Have you recently taken an illicit drug? You have the right to remain silent, but if authorities really need an answer, there’s a global testing industry worth several billion dollars on hand to help, with an array of analytical techniques. Potentially adding to this arsenal, a team of scientists led by Melanie Bailey at the University of Surrey have now demonstrated a formidable test for cocaine – don’t sweat, it only needs one fingerprint.
The test – brainchild of Marcel de Puit at the Netherlands Forensic Institute – is based on surface mass spectrometry. It desorbs molecules from fingerprints and detects not only cocaine but also its two metabolites, benzoylecgonine and methylecgonine, showing that the drug has been ingested, rather than only touched.
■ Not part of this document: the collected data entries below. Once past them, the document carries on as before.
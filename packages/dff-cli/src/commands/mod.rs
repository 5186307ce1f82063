pub mod info;
pub mod modes;
pub mod run;
pub mod validate;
However, the test’s distinction between drug use and mere contact is by no means its only advantage.
‘A fingerprint is a very quick way of depositing a sample, compared with other collection regimes,’ says Bailey. Although chromatographic tests on fingerprints have previously detected drug metabolites, such approaches require sample pre-treatment, slowing analysis. By contrast, surface mass spectrometry allows rapid, in situ testing. ‘Our analysis takes just a few minutes per sample’, Bailey continues. ‘This opens up a really exciting possibility of testing for drug use very quickly.’
In addition, the test is minimally destructive and only analyses a very small area, 100µm in diameter, allowing repeated testing on the same fingerprint.
‘It’s also very difficult to falsify and could help with the sample’s chain of custody,’ Bailey adds, ‘because the subject’s identity is embedded in the ridge detail of the fingerprint’.
So far, the test has only detected cocaine use qualitatively, during a correlative comparison with the results of conventional saliva tests. The team now aims to develop quantitative measurements, which might not only paint a detailed picture of a person’s drug habits but also identify the particular batch of cocaine that they took.
However, ‘quantifying substances in fingerprints is very challenging’, explains Bailey. ‘A fingerprint is not stable as a function of time and, unlike blood or urine, you don’t know how much sample has been deposited.’
Bailey also notes that ‘we’re quite a long way from analysing fingermarks at crime scenes; it’s still quite challenging to detect illicit substances in a fingerprint that has been deposited under controlled conditions.’
Nevertheless, forensics experts recognise the work’s importance. Glen Jackson, from West Virginia University, US says test is ‘a significant step forward.’And Simon Lewis from Curtain University, Australia, sees potential applications not only in forensic science but also in sports drug testing, personalised medicine and non-invasive diagnostics.
Spectroscopist Meez Islam, from Teesside University, UK, concludes that ‘the next generation of [cheaper and more portable] mass spectrometry instruments could be used for the detection of drugs of abuse in the custody suite or even at the roadside.’ Bailey forecasts that portable versions of the test could be available within the next decade.